Apple’s supply chain companies in China face major production disruptions as Chinese cities follow the country’s strict covid policies with full and partial lockdowns since late March to tackle a new wave of Covid-19 outbreaks. Although Shanghai and nearby cities have recently begun to assist manufacturers in resuming operations, analysts still expect major disruptions to Apple’s shipments.
Why it matters: China plays a vital role in Apple’s supply chain and its global shipments, with Chinese factories accounting for almost half of Apple’s total supply chain. iPhone shipments could fall behind by 6 to 10 million units, according to one analyst quoted by 9to5mac, an Apple daily news site. Meanwhile, expected arrival times for some iPad and Mac models have also been disturbed by weeks-long delays.
Details: Shanghai began a two-step city-wide lockdown on March 28 as daily new Covid cases broke 4,000. The harsh control measures soon spread to neighboring provinces of Jiangsu and Zhejiang. These eastern regions are key to China’s high-tech manufacturing sector, including carmaking, semiconductors, and electronics.
- Shanghai, its nearby Jiangsu province, and the southern province of Guangdong are home to more Apple supplier factories than anywhere else in the country, according to TechNode research on Apple’s supplier list. These three areas account for one-third of Apple’s total factories worldwide and 61% of China’s.
- At least 30 companies in Apple’s supply chain have factories in Shanghai, including Foxconn, a major assembler for Apple. Foxconn previously halted production at its iPhone assembly factory in Shenzhen on March 14 due to a lockdown in the southern city, before resuming production after one week.
- Quanta is another key supplier based in Shanghai, which produces the MacBook for Apple.

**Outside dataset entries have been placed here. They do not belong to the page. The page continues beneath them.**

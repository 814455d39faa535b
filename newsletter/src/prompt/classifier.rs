use indoc::formatdoc;

use crate::prompt::{Completer, GenerationParams, UsageRecord};
use crate::util::truncate_chars;

#[derive(Debug, Clone, PartialEq, Eq)]
pub struct Classification {
    pub include: bool,
    pub reason: String,
}

#[derive(Debug)]
pub struct ClassifyOutcome {
    pub classification: Classification,
    pub usage: Option<UsageRecord>,
}

pub fn classification_prompt(subject: &str, sender: &str, body: &str) -> String {
    formatdoc! {r#"
        You are an expert email assistant helping curate a weekly newsletter summary for a tech/product/VC leader.
        Given the following email, answer these two questions:
        1. Should this email be included in a weekly newsletter post about technology, AI, product management, growth, stock market, politics, or venture capital?
           - Include if it is a thought leadership, analysis, or curated content newsletter (e.g., Stratechery, Lenny's, a16z, Adam Grant, Chartr, The Information, The Block, Newcomer, Sequoia, Y Combinator).
           - Exclude if it is a transactional alert (e.g., payment receipts, price alerts, brokerage notifications), a job alert, a product update, a LinkedIn message or event invite, a generic news digest without deep tech/VC/PM/AI analysis, an interview prep community, or any other notification.
        2. Explain your reasoning in 1-2 sentences.

        Email details:
        Subject: {subject}
        Sender: {sender}
        Body: {body}

        Respond in this format:
        Reason: [your reasoning]
        Include: [yes/no]"#}
}

/// The first line mentioning `include:` decides; anything else excludes.
pub fn parse_classification(text: &str) -> Classification {
    let include = text
        .lines()
        .map(str::to_lowercase)
        .find(|line| line.contains("include:"))
        .is_some_and(|line| line.contains("yes"));

    let reason = text
        .lines()
        .find_map(|line| {
            line.to_lowercase()
                .find("reason:")
                .and_then(|idx| line.get(idx + "reason:".len()..))
                .map(|reason| reason.trim().to_string())
        })
        .unwrap_or_else(|| text.trim().to_string());

    Classification { include, reason }
}

pub async fn classify(
    completer: &impl Completer,
    subject: &str,
    sender: &str,
    body: &str,
    body_chars: usize,
    params: GenerationParams,
) -> ClassifyOutcome {
    let prompt = classification_prompt(subject, sender, truncate_chars(body, body_chars));
    let completion = completer.complete(&prompt, params).await;

    let classification = match completion.usable_text() {
        Some(text) => parse_classification(text),
        None => Classification {
            include: false,
            reason: completion.text.clone(),
        },
    };

    ClassifyOutcome {
        classification,
        usage: completion.usage,
    }
}

#[cfg(test)]
mod tests {
    use super::*;
    use crate::testing::ScriptedCompleter;

    const PARAMS: GenerationParams = GenerationParams {
        max_output_units: 200,
        temperature: 0.0,
    };

    #[test]
    fn test_prompt_contains_email_and_format() {
        let prompt = classification_prompt("Weekly AI", "Lenny <l@x.com>", "Body text");
        assert!(prompt.contains("Subject: Weekly AI\n"));
        assert!(prompt.contains("Sender: Lenny <l@x.com>\n"));
        assert!(prompt.contains("Body: Body text\n"));
        assert!(prompt.ends_with("Reason: [your reasoning]\nInclude: [yes/no]"));
    }

    #[test]
    fn test_parse_yes() {
        let parsed = parse_classification("Reason: Deep analysis of AI chips.\nInclude: Yes");
        assert!(parsed.include);
        assert_eq!(parsed.reason, "Deep analysis of AI chips.");
    }

    #[test]
    fn test_parse_uses_first_include_line() {
        let parsed = parse_classification("INCLUDE: no\nInclude: yes");
        assert!(!parsed.include);
    }

    #[test]
    fn test_parse_missing_marker_excludes() {
        let parsed = parse_classification("Yes, this looks great.");
        assert!(!parsed.include);
        assert_eq!(parsed.reason, "Yes, this looks great.");
    }

    #[tokio::test]
    async fn test_sentinels_exclude() {
        for reply in ["[Error: timed out]", "[No response]"] {
            let completer = ScriptedCompleter::new().otherwise(reply);
            let outcome = classify(&completer, "s", "f", "b", 2000, PARAMS).await;
            assert!(!outcome.classification.include, "{reply} must exclude");
            assert!(outcome.usage.is_none());
        }
    }

    #[tokio::test]
    async fn test_body_is_truncated() {
        let completer = ScriptedCompleter::new().otherwise("Include: yes");
        let body = format!("{}{}", "a".repeat(50), "TAIL");

        let outcome = classify(&completer, "s", "f", &body, 50, PARAMS).await;

        assert!(outcome.classification.include);
        assert!(outcome.usage.is_some());
        let prompts = completer.prompts();
        assert_eq!(prompts.len(), 1);
        assert!(!prompts[0].contains("TAIL"));
    }
}
//! Open position state.

use chrono::{DateTime, Utc};
use serde::{Deserialize, Serialize};

/// Direction of an open position.
#[derive(Debug, Clone, Copy, PartialEq, Eq, Serialize, Deserialize)]
pub enum Side {
    Long,
    Short,
}

impl Side {
    /// +1 for long, -1 for short. Lets P&L math stay branch-free.
    pub fn sign(&self) -> f64 {
        match self {
            Side::Long => 1.0,
            Side::Short => -1.0,
        }
    }
}

/// One open position. At most one exists per instrument at any time; the
/// simulator owns it between an open fill and the matching close fill.
#[derive(Debug, Clone, PartialEq, Serialize, Deserialize)]
pub struct Position {
    pub side: Side,
    /// Cost-adjusted entry fill price.
    pub entry_price: f64,
    pub entry_index: usize,
    pub entry_time: DateTime<Utc>,
    /// Notional value (margin × leverage) at entry.
    pub notional: f64,
    /// Price at which the unrealized gain reaches take_profit_pct.
    pub take_profit_price: f64,
    /// Price at which the unrealized loss reaches stop_loss_pct.
    pub stop_loss_price: f64,
    /// Composite signal at entry, kept for the trade record.
    pub entry_signal: f64,
    /// Completed bars since entry.
    pub bars_held: usize,
}

impl Position {
    /// Unrealized P&L fraction at a given mark price.
    pub fn unrealized_return(&self, price: f64) -> f64 {
        self.side.sign() * (price - self.entry_price) / self.entry_price
    }

    /// Unrealized P&L in quote currency at a given mark price.
    pub fn unrealized_pnl(&self, price: f64) -> f64 {
        self.unrealized_return(price) * self.notional
    }
}
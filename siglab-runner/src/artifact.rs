//! Parameter artifacts — the contract between the optimizer and live trading.
//!
//! One JSON file holds the best parameter vector per instrument symbol,
//! together with the fitness diagnostics it earned and a fingerprint of the
//! run that produced it. Both the optimizer and the live collaborator read
//! the same schema; reloading a vector must reproduce identical simulator
//! fitness on the same data.

use std::collections::BTreeMap;
use std::path::Path;

use anyhow::{bail, Context, Result};
use serde::{Deserialize, Serialize};

use siglab_core::config::SimConfig;
use siglab_core::params::{ParameterSpace, ParameterVector};

use crate::fitness::FitnessResult;
use crate::SCHEMA_VERSION;

/// Best-known parameters for one instrument.
#[derive(Debug, Clone, PartialEq, Serialize, Deserialize)]
pub struct InstrumentRecord {
    pub params: ParameterVector,
    pub fitness: FitnessResult,
    /// Fingerprint of (parameter space, simulator config, seed) — ties the
    /// artifact to the run that produced it.
    pub fingerprint: String,
}

/// The persisted artifact: instrument symbol → record.
#[derive(Debug, Clone, Default, PartialEq, Serialize, Deserialize)]
pub struct ParamArtifact {
    #[serde(default)]
    pub schema_version: u32,
    pub instruments: BTreeMap<String, InstrumentRecord>,
}

impl ParamArtifact {
    pub fn new() -> Self {
        Self {
            schema_version: SCHEMA_VERSION,
            instruments: BTreeMap::new(),
        }
    }

    pub fn insert(&mut self, symbol: impl Into<String>, record: InstrumentRecord) {
        self.instruments.insert(symbol.into(), record);
    }

    pub fn get(&self, symbol: &str) -> Option<&InstrumentRecord> {
        self.instruments.get(symbol)
    }

    pub fn to_json(&self) -> Result<String> {
        serde_json::to_string_pretty(self).context("failed to serialize parameter artifact")
    }

    /// Parse from JSON, rejecting unknown schema versions.
    pub fn from_json(json: &str) -> Result<Self> {
        let artifact: Self =
            serde_json::from_str(json).context("failed to parse parameter artifact")?;
        if artifact.schema_version > SCHEMA_VERSION {
            bail!(
                "unsupported artifact schema version {} (max supported: {})",
                artifact.schema_version,
                SCHEMA_VERSION
            );
        }
        Ok(artifact)
    }

    pub fn save(&self, path: impl AsRef<Path>) -> Result<()> {
        let json = self.to_json()?;
        std::fs::write(path.as_ref(), json)
            .with_context(|| format!("failed to write {}", path.as_ref().display()))
    }

    pub fn load(path: impl AsRef<Path>) -> Result<Self> {
        let json = std::fs::read_to_string(path.as_ref())
            .with_context(|| format!("failed to read {}", path.as_ref().display()))?;
        Self::from_json(&json)
    }
}

/// Fingerprint of an optimization setup: blake3 over the canonical JSON of
/// (space, sim config, seed).
pub fn run_fingerprint(space: &ParameterSpace, config: &SimConfig, seed: u64) -> String {
    let mut hasher = blake3::Hasher::new();
    hasher.update(&serde_json::to_vec(space).unwrap_or_default());
    hasher.update(&serde_json::to_vec(config).unwrap_or_default());
    hasher.update(&seed.to_le_bytes());
    hasher.finalize().to_hex().to_string()
}

#[cfg(test)]
mod tests {
    use super::*;

    fn sample_record() -> InstrumentRecord {
        let space = ParameterSpace::default();
        let params = space.decode(&vec![0.6; space.dim()]);
        InstrumentRecord {
            params,
            fitness: FitnessResult {
                objective: 0.42,
                win_rate: 0.55,
                sharpe: 1.1,
                max_drawdown: 0.08,
                total_return: 0.2,
                trade_count: 37,
            },
            fingerprint: run_fingerprint(&space, &SimConfig::default(), 42),
        }
    }

    #[test]
    fn json_roundtrip_is_lossless() {
        let mut artifact = ParamArtifact::new();
        artifact.insert("BTCUSDT", sample_record());
        artifact.insert("ETHUSDT", sample_record());
        let json = artifact.to_json().unwrap();
        let reloaded = ParamArtifact::from_json(&json).unwrap();
        assert_eq!(artifact, reloaded);
    }

    #[test]
    fn unknown_schema_version_is_rejected() {
        let mut artifact = ParamArtifact::new();
        artifact.schema_version = SCHEMA_VERSION + 1;
        let json = artifact.to_json().unwrap();
        assert!(ParamArtifact::from_json(&json).is_err());
    }

    #[test]
    fn save_and_load_from_disk() {
        let dir = tempfile::tempdir().unwrap();
        let path = dir.path().join("params.json");
        let mut artifact = ParamArtifact::new();
        artifact.insert("SOLUSDT", sample_record());
        artifact.save(&path).unwrap();
        let reloaded = ParamArtifact::load(&path).unwrap();
        assert_eq!(artifact, reloaded);
        assert!(reloaded.get("SOLUSDT").is_some());
        assert!(reloaded.get("XRPUSDT").is_none());
    }

    #[test]
    fn fingerprint_is_stable_and_seed_sensitive() {
        let space = ParameterSpace::default();
        let config = SimConfig::default();
        assert_eq!(
            run_fingerprint(&space, &config, 42),
            run_fingerprint(&space, &config, 42)
        );
        assert_ne!(
            run_fingerprint(&space, &config, 42),
            run_fingerprint(&space, &config, 43)
        );
    }
}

The company told Nikkei Asia that it had stopped production to comply with the local government’s Covid-19 prevention measures, beginning in early April.
- Apple’s second-largest electronic manufacturing services company, Pegatron, has also paused operations in Shanghai and neighboring city, Kunshan, according to Ming-Chi Kuo, an analyst for Apple.

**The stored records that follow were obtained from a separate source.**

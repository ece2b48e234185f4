//! Ledger — append-only trade log for one backtest run.

use serde::{Deserialize, Serialize};

use super::trade::Trade;

/// Ordered, append-only record of completed trades.
///
/// Trades are appended in close order; nothing is ever mutated or removed.
#[derive(Debug, Clone, Default, PartialEq, Serialize, Deserialize)]
pub struct Ledger {
    trades: Vec<Trade>,
}

impl Ledger {
    pub fn new() -> Self {
        Self::default()
    }

    pub fn push(&mut self, trade: Trade) {
        self.trades.push(trade);
    }

    pub fn trades(&self) -> &[Trade] {
        &self.trades
    }

    pub fn len(&self) -> usize {
        self.trades.len()
    }

    pub fn is_empty(&self) -> bool {
        self.trades.is_empty()
    }

    /// Sum of net P&L over all trades.
    pub fn total_pnl(&self) -> f64 {
        self.trades.iter().map(|t| t.net_pnl).sum()
    }
}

Context: Shanghai’s ongoing weeks-long lockdown has triggered severe cascading effects in various industries from automobile to semiconductor to e-commerce. The Shanghai municipal government encouraged several key industries to resume production on April 16. But manufacturers still expect delays in the future.
- On April 18, Shanghai released a whitelist of 666 companies of key industries to make sure they restart production as soon as possible. Auto manufacturers and suppliers account for more than a third of the list, followed by pharmaceutical companies, according to a “whitelist” created by the Ministry of Industry and Information Technology last week and seen by Chinese media Caixin.
- Following Shanghai’s footsteps, Suzhou also whitelisted 1,696 companies that play a key role in the region’s manufacturing supply chain to prepare to restart production, Foxconn was one of the companies on the list.